Work to be completed
In the following listing, work out how many lines contain the string "domain", and state only that number.

[Opening Exercise input section]

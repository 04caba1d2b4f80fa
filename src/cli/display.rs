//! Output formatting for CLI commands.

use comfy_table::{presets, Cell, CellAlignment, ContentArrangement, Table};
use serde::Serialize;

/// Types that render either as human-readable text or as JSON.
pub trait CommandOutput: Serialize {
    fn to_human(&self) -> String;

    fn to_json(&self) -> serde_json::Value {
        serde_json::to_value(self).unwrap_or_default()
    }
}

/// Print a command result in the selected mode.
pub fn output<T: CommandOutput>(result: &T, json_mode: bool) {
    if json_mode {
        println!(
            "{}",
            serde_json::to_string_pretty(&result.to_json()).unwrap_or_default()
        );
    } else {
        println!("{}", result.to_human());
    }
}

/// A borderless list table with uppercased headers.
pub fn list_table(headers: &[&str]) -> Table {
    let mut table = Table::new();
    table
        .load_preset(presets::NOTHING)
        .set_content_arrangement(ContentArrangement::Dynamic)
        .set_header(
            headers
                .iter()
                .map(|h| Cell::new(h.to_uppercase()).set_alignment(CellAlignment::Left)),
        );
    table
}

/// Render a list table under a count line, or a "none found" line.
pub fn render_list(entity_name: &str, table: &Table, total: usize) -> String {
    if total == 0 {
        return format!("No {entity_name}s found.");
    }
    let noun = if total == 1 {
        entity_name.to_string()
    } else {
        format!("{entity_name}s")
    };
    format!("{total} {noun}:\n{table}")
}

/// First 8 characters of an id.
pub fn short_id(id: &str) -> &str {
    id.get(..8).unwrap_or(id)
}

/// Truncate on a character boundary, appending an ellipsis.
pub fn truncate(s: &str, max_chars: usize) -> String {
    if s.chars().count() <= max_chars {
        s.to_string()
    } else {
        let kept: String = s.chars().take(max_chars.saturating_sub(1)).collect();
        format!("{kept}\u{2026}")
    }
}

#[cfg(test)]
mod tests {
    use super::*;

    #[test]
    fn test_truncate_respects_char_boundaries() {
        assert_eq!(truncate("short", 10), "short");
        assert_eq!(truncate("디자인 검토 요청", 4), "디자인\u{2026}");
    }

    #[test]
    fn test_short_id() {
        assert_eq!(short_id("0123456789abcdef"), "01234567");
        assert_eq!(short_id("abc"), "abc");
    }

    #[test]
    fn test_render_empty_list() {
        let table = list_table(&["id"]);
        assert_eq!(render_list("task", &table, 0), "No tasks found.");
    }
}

[Closing Exercise input section]
[Opening Exercise input section]

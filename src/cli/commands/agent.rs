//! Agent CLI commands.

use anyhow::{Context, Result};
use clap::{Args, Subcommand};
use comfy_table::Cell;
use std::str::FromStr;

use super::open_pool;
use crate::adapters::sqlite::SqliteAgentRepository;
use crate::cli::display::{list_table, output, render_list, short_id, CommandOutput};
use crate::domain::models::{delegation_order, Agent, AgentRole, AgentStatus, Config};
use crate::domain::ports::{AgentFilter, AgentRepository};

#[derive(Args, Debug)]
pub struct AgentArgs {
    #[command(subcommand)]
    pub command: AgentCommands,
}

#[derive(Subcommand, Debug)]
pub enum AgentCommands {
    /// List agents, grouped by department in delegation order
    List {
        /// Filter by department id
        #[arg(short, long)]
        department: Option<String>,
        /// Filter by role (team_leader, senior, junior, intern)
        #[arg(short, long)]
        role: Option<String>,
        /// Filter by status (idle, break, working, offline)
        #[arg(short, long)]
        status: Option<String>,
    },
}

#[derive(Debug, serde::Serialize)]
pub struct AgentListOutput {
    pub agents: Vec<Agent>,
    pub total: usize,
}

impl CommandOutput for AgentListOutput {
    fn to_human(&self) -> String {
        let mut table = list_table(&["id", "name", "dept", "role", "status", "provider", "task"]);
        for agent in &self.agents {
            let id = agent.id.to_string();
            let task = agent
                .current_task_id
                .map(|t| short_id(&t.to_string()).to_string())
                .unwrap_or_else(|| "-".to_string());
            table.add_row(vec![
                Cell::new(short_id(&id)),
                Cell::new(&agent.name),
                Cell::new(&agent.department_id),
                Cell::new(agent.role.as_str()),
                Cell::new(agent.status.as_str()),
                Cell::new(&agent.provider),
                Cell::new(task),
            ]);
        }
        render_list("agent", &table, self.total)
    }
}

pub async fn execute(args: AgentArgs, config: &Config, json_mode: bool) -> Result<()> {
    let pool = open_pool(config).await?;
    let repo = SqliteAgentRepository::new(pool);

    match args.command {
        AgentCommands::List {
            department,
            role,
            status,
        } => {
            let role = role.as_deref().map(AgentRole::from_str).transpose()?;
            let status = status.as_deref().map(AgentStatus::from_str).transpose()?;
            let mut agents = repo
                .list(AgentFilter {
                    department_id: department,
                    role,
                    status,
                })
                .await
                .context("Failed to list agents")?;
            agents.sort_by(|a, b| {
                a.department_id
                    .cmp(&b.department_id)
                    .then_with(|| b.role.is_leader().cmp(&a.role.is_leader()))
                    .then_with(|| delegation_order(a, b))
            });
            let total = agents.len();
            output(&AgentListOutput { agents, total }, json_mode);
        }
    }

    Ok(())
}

[Closing Exercise input section]

Solution to this exercise
2